Task directions:
The expected output is each line below containing "events", copied in full.

Available records:
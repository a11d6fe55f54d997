//! Typed inbound and outbound messages.

use serde::{Deserialize, Serialize};
use serde_json::Value;

/// Operation codes shared with the controller.
pub mod codes {
    pub const TERMINATE: i64 = 0;
    pub const FETCH_PLAYLIST: i64 = 1;
    pub const PLAYLIST_FAILED: i64 = 3;
    pub const PLAYLIST_FETCHED: i64 = 4;
    /// Legacy keep-alive, ignored.
    pub const PING: i64 = 5;
    /// Controller-internal; never acted on here.
    pub const LOST_CONNECTION: i64 = 6;
    /// Controller-internal; never acted on here.
    pub const CONNECTION_NOT_ESTB: i64 = 7;
    pub const FETCH_LINK: i64 = 8;
    pub const LINK_FETCHED: i64 = 9;
}

/// Opaque value round-tripped from a request to its response.
///
/// Decoded requests carry their whole envelope here.
#[derive(Debug, Clone, Default, PartialEq, Serialize, Deserialize)]
#[serde(transparent)]
pub struct CorrelationToken(pub Value);

/// Message received from the controller.
#[derive(Debug, Clone, PartialEq)]
pub enum Inbound {
    FetchPlaylist { url: String, token: CorrelationToken },
    FetchLink { url: String, token: CorrelationToken },
    Ping,
    Terminate,
    /// Any code this side does not handle.
    Unsupported { code: i64 },
}

/// One playlist member in a `PLAYLIST_FETCHED` report.
#[derive(Debug, Clone, PartialEq, Eq, Serialize, Deserialize)]
#[serde(rename_all = "camelCase")]
pub struct FetchedLink {
    pub link: String,
    pub title: String,
    pub data_links: Vec<String>,
}

/// Message sent to the controller.
#[derive(Debug, Clone, PartialEq)]
pub enum Outbound {
    PlaylistFetched {
        playlist: String,
        links: Vec<FetchedLink>,
        token: CorrelationToken,
    },
    PlaylistFailed {
        playlist: String,
        reason: String,
        token: CorrelationToken,
    },
    LinkFetched {
        link: String,
        data_links: Vec<String>,
        token: CorrelationToken,
    },
}

impl Outbound {
    pub fn code(&self) -> i64 {
        match self {
            Outbound::PlaylistFetched { .. } => codes::PLAYLIST_FETCHED,
            Outbound::PlaylistFailed { .. } => codes::PLAYLIST_FAILED,
            Outbound::LinkFetched { .. } => codes::LINK_FETCHED,
        }
    }

    /// Short name for log lines.
    pub fn name(&self) -> &'static str {
        match self {
            Outbound::PlaylistFetched { .. } => "PLAYLIST_FETCHED",
            Outbound::PlaylistFailed { .. } => "PLAYLIST_FAILED",
            Outbound::LinkFetched { .. } => "LINK_FETCHED",
        }
    }
}

#[derive(Serialize)]
pub(super) struct PlaylistFetchedData<'a> {
    pub playlist: &'a str,
    pub links: &'a [FetchedLink],
    pub echo: &'a CorrelationToken,
}

#[derive(Serialize)]
pub(super) struct PlaylistFailedData<'a> {
    pub playlist: &'a str,
    pub reason: &'a str,
    pub echo: &'a CorrelationToken,
}

#[derive(Serialize)]
pub(super) struct LinkFetchedData<'a> {
    pub link: &'a str,
    #[serde(rename = "dataLinks")]
    pub data_links: &'a [String],
    pub echo: &'a CorrelationToken,
}
//! One-shot extraction without a controller.
//!
//! Feeds a single request through a fresh engine and drives the host until
//! the first outbound message is produced.

use anyhow::{bail, Context, Result};
use tokio::sync::mpsc::UnboundedReceiver;
use tracing::debug;

use crate::codec::{Inbound, Outbound};
use crate::engine::{Effects, Engine};
use crate::host::{HostEvent, ProbeHost};

/// Run `request` to completion and return the message that would have been
/// sent to the controller. Leftover probe sources are released first.
pub async fn run_once(
    mut engine: Engine,
    host: &dyn ProbeHost,
    events: &mut UnboundedReceiver<HostEvent>,
    request: Inbound,
) -> Result<Outbound> {
    let mut fx = engine.handle_inbound(request);
    if fx.host.is_empty() && fx.outbound.is_empty() {
        bail!("request produced no work");
    }
    loop {
        dispatch(host, &fx);
        if let Some(msg) = fx.outbound.into_iter().next() {
            dispatch(host, &engine.shutdown());
            return Ok(msg);
        }
        let event = events
            .recv()
            .await
            .context("host event channel closed before completion")?;
        debug!(?event, "host event");
        fx = engine.handle_host_event(event);
    }
}

fn dispatch(host: &dyn ProbeHost, fx: &Effects) {
    for cmd in &fx.host {
        cmd.dispatch(host);
    }
}
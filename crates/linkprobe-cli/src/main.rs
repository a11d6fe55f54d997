use linkprobe_core::logging;

mod cli;

use crate::cli::CliCommand;

#[tokio::main]
async fn main() {
    // Log to the state file when possible, stderr otherwise.
    if let Err(err) = logging::init_logging() {
        logging::init_logging_stderr();
        tracing::warn!("file logging unavailable ({:#}), logging to stderr", err);
    }

    if let Err(err) = CliCommand::run_from_args().await {
        eprintln!("linkprobe error: {:#}", err);
        std::process::exit(1);
    }
}
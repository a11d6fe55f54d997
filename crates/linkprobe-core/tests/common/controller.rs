//! Minimal WebSocket controller for integration tests.

use std::net::SocketAddr;
use std::time::Duration;

use futures::{SinkExt, StreamExt};
use serde_json::Value;
use tokio::net::{TcpListener, TcpStream};
use tokio_tungstenite::tungstenite::Message;
use tokio_tungstenite::{accept_async, WebSocketStream};

pub type ControllerSocket = WebSocketStream<TcpStream>;

/// Generous bound for any single step of a test.
pub const STEP: Duration = Duration::from_secs(5);

pub struct Controller {
    listener: TcpListener,
    pub addr: SocketAddr,
}

impl Controller {
    pub async fn bind() -> Self {
        Self::bind_addr("127.0.0.1:0".parse().unwrap()).await
    }

    pub async fn bind_addr(addr: SocketAddr) -> Self {
        let listener = TcpListener::bind(addr).await.unwrap();
        let addr = listener.local_addr().unwrap();
        Self { listener, addr }
    }

    pub fn url(&self) -> String {
        format!("ws://{}", self.addr)
    }

    /// Wait for the service to connect and complete the handshake.
    pub async fn accept(&self) -> ControllerSocket {
        let fut = async {
            let (stream, _) = self.listener.accept().await.unwrap();
            accept_async(stream).await.unwrap()
        };
        tokio::time::timeout(STEP, fut)
            .await
            .expect("service did not connect")
    }
}

pub async fn send_json(ws: &mut ControllerSocket, value: Value) {
    ws.send(Message::Text(value.to_string())).await.unwrap();
}

pub async fn send_raw(ws: &mut ControllerSocket, text: &str) {
    ws.send(Message::Text(text.to_string())).await.unwrap();
}

/// Next text frame, parsed as JSON.
pub async fn recv_json(ws: &mut ControllerSocket) -> Value {
    let fut = async {
        loop {
            match ws.next().await {
                Some(Ok(Message::Text(text))) => return serde_json::from_str(&text).unwrap(),
                Some(Ok(_)) => continue,
                other => panic!("connection ended: {other:?}"),
            }
        }
    };
    tokio::time::timeout(STEP, fut)
        .await
        .expect("no message from service")
}
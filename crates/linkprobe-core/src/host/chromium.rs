//! Chromium host: one tab per probe source, driven over CDP.

use std::collections::HashMap;
use std::sync::atomic::{AtomicU64, Ordering};
use std::sync::Arc;
use std::time::Duration;

use anyhow::{Context, Result};
use chromiumoxide::browser::{Browser, BrowserConfig as CdpBrowserConfig};
use chromiumoxide::cdp::browser_protocol::network::{EnableParams, EventRequestWillBeSent};
use chromiumoxide::Page;
use futures::StreamExt;
use serde::Deserialize;
use tokio::runtime::Handle;
use tokio::sync::mpsc::UnboundedSender;
use tokio::sync::Mutex;
use tokio::task::JoinHandle;
use tracing::{debug, info, warn};
use url::Url;

use crate::config::{BrowserConfig, ProbeConfig};

use super::{Expansion, HostError, HostEvent, ProbeHost, ProbeSourceId};

/// Reason reported upstream when a playlist page never lists its members.
pub const EXPAND_FAILED: &str = "Failed to get playlist links";

const PLAYLIST_SCRIPT: &str = r#"(() => {
    const anchors = [...document.querySelectorAll('#items a#wc-endpoint')];
    return {
        hrefs: anchors.map(a => a.href),
        titles: anchors.map(a => {
            const t = a.querySelector('span#video-title');
            return t ? t.getAttribute('title') : null;
        }),
    };
})()"#;

#[derive(Debug, Deserialize)]
struct ScrapedPlaylist {
    hrefs: Vec<String>,
    titles: Vec<Option<String>>,
}

struct ProbeTab {
    page: Page,
    forwarder: JoinHandle<()>,
}

struct Inner {
    browser: Browser,
    tabs: Mutex<HashMap<ProbeSourceId, ProbeTab>>,
    next_id: AtomicU64,
    events: UnboundedSender<HostEvent>,
    host_suffix: String,
    expand_attempts: u32,
    expand_poll: Duration,
}

/// [`ProbeHost`] backed by a Chromium instance.
///
/// Commands are served on the runtime that launched the browser; results are
/// reported on `events`.
pub struct ChromiumHost {
    inner: Arc<Inner>,
    runtime: Handle,
}

impl ChromiumHost {
    /// Launch Chromium and spawn its CDP handler loop.
    pub async fn launch(
        browser: &BrowserConfig,
        probe: &ProbeConfig,
        events: UnboundedSender<HostEvent>,
    ) -> Result<Self> {
        let mut builder = CdpBrowserConfig::builder()
            .arg("--autoplay-policy=no-user-gesture-required")
            .arg("--mute-audio")
            .arg("--disable-gpu")
            .arg("--no-sandbox")
            .arg("--disable-dev-shm-usage")
            .arg("--disable-extensions");
        if !browser.headless {
            builder = builder.with_head();
        }
        if let Some(path) = &browser.chromium_path {
            builder = builder.chrome_executable(path);
        }
        let config = builder
            .build()
            .map_err(|e| anyhow::anyhow!("failed to build browser config: {e}"))?;

        let (cdp, mut handler) = Browser::launch(config)
            .await
            .context("failed to launch Chromium")?;
        tokio::spawn(async move {
            while let Some(event) = handler.next().await {
                if let Err(e) = event {
                    debug!(error = %e, "cdp handler error");
                }
            }
        });
        info!(headless = browser.headless, "browser launched");

        Ok(Self {
            inner: Arc::new(Inner {
                browser: cdp,
                tabs: Mutex::new(HashMap::new()),
                next_id: AtomicU64::new(1),
                events,
                host_suffix: probe.host_suffix.trim().to_string(),
                expand_attempts: browser.expand_attempts.max(1),
                expand_poll: Duration::from_millis(browser.expand_poll_ms),
            }),
            runtime: Handle::current(),
        })
    }
}

impl ProbeHost for ChromiumHost {
    fn allocate_probe_source(&self, link: &str) {
        let inner = Arc::clone(&self.inner);
        let link = link.to_string();
        self.runtime.spawn(async move {
            if let Err(err) = inner.open_probe(&link).await {
                warn!(link = %link, error = %err, "probe tab failed");
                let _ = inner.events.send(HostEvent::ProbeAllocated {
                    link,
                    result: Err(err),
                });
            }
        });
    }

    fn release_probe_source(&self, source: ProbeSourceId) {
        let inner = Arc::clone(&self.inner);
        self.runtime.spawn(async move {
            let tab = inner.tabs.lock().await.remove(&source);
            let Some(tab) = tab else {
                return;
            };
            tab.forwarder.abort();
            if let Err(e) = tab.page.close().await {
                debug!(%source, error = %e, "closing probe tab failed");
            }
        });
    }

    fn expand_playlist(&self, playlist: &str) {
        let inner = Arc::clone(&self.inner);
        let playlist = playlist.to_string();
        self.runtime.spawn(async move {
            let result = inner.scrape_playlist(&playlist).await;
            let _ = inner
                .events
                .send(HostEvent::PlaylistExpanded { playlist, result });
        });
    }
}

impl Inner {
    /// Open a tab for `link`, start listening for its requests and navigate.
    /// On success `ProbeAllocated` has been sent and the forwarder is running.
    async fn open_probe(&self, link: &str) -> Result<(), HostError> {
        let fail = |reason: String| HostError::Allocation {
            link: link.to_string(),
            reason,
        };
        let page = self
            .browser
            .new_page("about:blank")
            .await
            .map_err(|e| fail(e.to_string()))?;
        page.execute(EnableParams::default())
            .await
            .map_err(|e| fail(e.to_string()))?;
        let mut requests = page
            .event_listener::<EventRequestWillBeSent>()
            .await
            .map_err(|e| fail(e.to_string()))?;
        if let Err(e) = page.goto(link).await {
            let _ = page.close().await;
            return Err(fail(e.to_string()));
        }

        let source = ProbeSourceId(self.next_id.fetch_add(1, Ordering::Relaxed));
        // Held until the tab is registered so a fast release cannot miss it.
        let mut tabs = self.tabs.lock().await;
        let _ = self.events.send(HostEvent::ProbeAllocated {
            link: link.to_string(),
            result: Ok(source),
        });
        let events = self.events.clone();
        let suffix = self.host_suffix.clone();
        let forwarder = tokio::spawn(async move {
            while let Some(event) = requests.next().await {
                let url = &event.request.url;
                if !host_matches(url, &suffix) {
                    continue;
                }
                let observed = HostEvent::RequestObserved {
                    source,
                    url: url.clone(),
                };
                if events.send(observed).is_err() {
                    break;
                }
            }
        });
        tabs.insert(source, ProbeTab { page, forwarder });
        debug!(link, %source, "probe tab open");
        Ok(())
    }

    async fn scrape_playlist(&self, url: &str) -> Result<Expansion, String> {
        let page = match self.browser.new_page(url).await {
            Ok(page) => page,
            Err(e) => {
                warn!(playlist = url, error = %e, "failed to open playlist page");
                return Err(EXPAND_FAILED.to_string());
            }
        };

        let mut result = Err(EXPAND_FAILED.to_string());
        for attempt in 1..=self.expand_attempts {
            tokio::time::sleep(self.expand_poll).await;
            let scraped = match page.evaluate(PLAYLIST_SCRIPT).await {
                Ok(value) => value.into_value::<ScrapedPlaylist>(),
                Err(e) => {
                    debug!(playlist = url, attempt, error = %e, "playlist script failed");
                    continue;
                }
            };
            match scraped {
                Ok(found) if !found.hrefs.is_empty() => {
                    result = Ok(Expansion::from_parallel(found.hrefs, found.titles));
                    break;
                }
                Ok(_) => debug!(playlist = url, attempt, "playlist not rendered yet"),
                Err(e) => debug!(playlist = url, attempt, error = %e, "unexpected playlist script result"),
            }
        }
        if let Err(e) = page.close().await {
            debug!(playlist = url, error = %e, "closing playlist tab failed");
        }
        result
    }
}

/// True if `url`'s host is `suffix` or a subdomain of it. An empty suffix
/// matches everything.
fn host_matches(url: &str, suffix: &str) -> bool {
    if suffix.is_empty() {
        return true;
    }
    let Ok(parsed) = Url::parse(url) else {
        return false;
    };
    match parsed.host_str() {
        Some(host) => {
            host == suffix
                || host
                    .strip_suffix(suffix)
                    .is_some_and(|rest| rest.ends_with('.'))
        }
        None => false,
    }
}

Answer section:
    events: &mut UnboundedReceiver<HostEvent>,
        let event = events
    events: UnboundedSender<HostEvent>,
/// reported on `events`.
        events: UnboundedSender<HostEvent>,
                events,
                let _ = inner.events.send(HostEvent::ProbeAllocated {
                .events
        let _ = self.events.send(HostEvent::ProbeAllocated {
        let events = self.events.clone();
                if events.send(observed).is_err() {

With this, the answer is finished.